Scientific classification
- Kingdom: Fungi
- Division: Ascomycota
- Class: Saccharomycetes
- Subclass: Saccharomycetidae
- Order: Saccharomycetales Kudryatsev (1960)
- Families: Ascoideaceae Cephaloascaceae Debaryomycetaceae Dipodascaceae Endomycetaceae Lipomycetaceae Metschnikowiaceae Phaffomycetaceae Pichiaceae Saccharomycetaceae Saccharomycodaceae Saccharomycopsidaceae Trichomonascaceae

= Saccharomycetales =

Order of fungi

Saccharomycetales belongs to the kingdom of Fungi and the division Ascomycota. It is the only order in the class Saccharomycetes. There are currently 13 families recognized as belonging to Saccharomycetales. GBIF also includes; Alloascoideaceae (with 5 genera), Eremotheciaceae (16) Trigonopsidaceae (with 36) and Wickerhamomycetaceae (with 141 genera).

==Genera incertae sedis==
According to The Mycota, genera included in the order, but of uncertain taxonomic position (incertae sedis) include Ascobotryozyma J.Kerrigan, M.T.Smith & J.D.Rogers, 2001, Babjeviella, Botryozyma, Candida pro parte, Citeromyces, Coccidiascus, Komagataella, Kuraishia, Macrorhabdus Tomaszewski, Logan, Snowden, Kurtzman & Phalen, 2003 (2), Nadsonia Syd. & P.Syd. 1912, Nakazawaea, Pachysolen, Peterozyma, Schizoblastosporidon Ciferri, 1930, Sporopachydermia, and Trigonopsis.
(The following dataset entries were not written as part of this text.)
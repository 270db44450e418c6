//! Options for opening a dataset.
//!
use serde::{Deserialize, Serialize};

use crate::{
    errors::{Error, Result},
    time::Calendar,
};

/// Options for a `Dataset`
#[derive(Debug, Clone, PartialEq, Eq, Serialize, Deserialize)]
#[serde(default)]
#[non_exhaustive]
pub struct Options {
    /// Use this dimension as the growable one instead of the first unlimited dimension
    pub time_dimension: Option<String>,

    /// Name of the time coordinate attribute holding `<unit> since <reference>`
    pub units_attribute: String,

    /// Name of the time coordinate attribute holding the calendar
    pub calendar_attribute: String,

    /// Calendar assumed when a shard's time coordinate doesn't name one
    pub default_calendar: Calendar,
}

impl Default for Options {
    fn default() -> Self {
        Self {
            time_dimension: None,
            units_attribute: String::from("units"),
            calendar_attribute: String::from("calendar"),
            default_calendar: Calendar::Standard,
        }
    }
}

impl Options {
    pub fn new() -> Self {
        Self::default()
    }

    pub fn with_time_dimension(mut self, name: impl Into<String>) -> Self {
        self.time_dimension = Some(name.into());
        self
    }

    pub fn with_units_attribute(mut self, name: impl Into<String>) -> Self {
        self.units_attribute = name.into();
        self
    }

    pub fn with_calendar_attribute(mut self, name: impl Into<String>) -> Self {
        self.calendar_attribute = name.into();
        self
    }

    pub fn with_default_calendar(mut self, calendar: Calendar) -> Self {
        self.default_calendar = calendar;
        self
    }

    /// Parse options from JSON. Missing fields take their default values.
    pub fn from_json(json: &str) -> Result<Self> {
        let options: Self = serde_json::from_str(json)?;
        options.validate()?;

        Ok(options)
    }

    pub fn validate(&self) -> Result<()> {
        if matches!(&self.time_dimension, Some(name) if name.trim().is_empty()) {
            return Err(Error::config("time_dimension must not be empty"));
        }
        if self.units_attribute.trim().is_empty() {
            return Err(Error::config("units_attribute must not be empty"));
        }
        if self.calendar_attribute.trim().is_empty() {
            return Err(Error::config("calendar_attribute must not be empty"));
        }

        Ok(())
    }
}

#[cfg(test)]
mod tests {
    use super::*;

    #[test]
    fn test_defaults() {
        let options = Options::default();
        assert_eq!(options.time_dimension, None);
        assert_eq!(options.units_attribute, "units");
        assert_eq!(options.calendar_attribute, "calendar");
        assert_eq!(options.default_calendar, Calendar::Standard);
        assert!(options.validate().is_ok());
    }

    #[test]
    fn test_from_json() -> Result<()> {
        let options = Options::from_json(
            r#"{"time_dimension": "ocean_time", "default_calendar": "proleptic_gregorian"}"#,
        )?;
        assert_eq!(options.time_dimension.as_deref(), Some("ocean_time"));
        assert_eq!(options.default_calendar, Calendar::ProlepticGregorian);
        assert_eq!(options.units_attribute, "units");

        Ok(())
    }

    #[test]
    fn test_invalid() {
        assert!(matches!(
            Options::from_json(r#"{"units_attribute": " "}"#),
            Err(Error::Config(_))
        ));
        assert!(Options::new().with_time_dimension("").validate().is_err());
        assert!(matches!(
            Options::from_json(r#"{"default_calendar": "noleap"}"#),
            Err(Error::Json(_))
        ));
    }
}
GBIF also lists; Actonia C.W.Dodge, 1935, Aphidomyces Brain, 1923 (5), Ascotrichosporon, Azymocandida, Bacillopsis Petschenko, 1908, Berkhoutia, Blastodendrion, Cicadomyces K.Sulc, 1911, Dabaryomyces Klöcker, 1909, Deakozyma C.P.Kurtzman & C.J.Robnett, 2014 (3), Diutina Khunnamwong, Lertwattanasakul, Jindam., Limtong & Lachance, 2015 (24), Dolichoascus Thibaut & Ansel, 1970, Enantiothamnus Verona, 1933, Endomycodes Delitsch, 1943, Entelexis Walt & E.Johannsen, 1973, Ephebella Itzigsohn, 1857, Eutorulopsis Cif., Fragosia A.Caballero, 1928, Limtongella, Menezesia Torrend, 1913, Metahyphopichia, Middelhovenomyces Kurtzman & Robnett, 2014 (4), Mycotorula, Oleina Van Tieghem, 1887, Parendomyces Queyrat & Laroche, Pseudomycoderma H.Will, 1916, Psyllidomyces P.Buchner, 1912, Sachsia Bay, 1894, Saturnospora Z.W.Liu & C.P.Kurtzman, 1991, Starmerella C.A.Rosa & Lachance (103), Suhomyces M.Blackw. & Kurtzman, 2016 (60), Syringospora Quinq., Teunomyces Kurtzman & M.Blackw., 2016 (22), Thailandia, Torulopsis Berl., 1894 (26), and Tyridiomyces W.A.Wheeler, 1907.

Figures in brackets are approx. how many species per genus.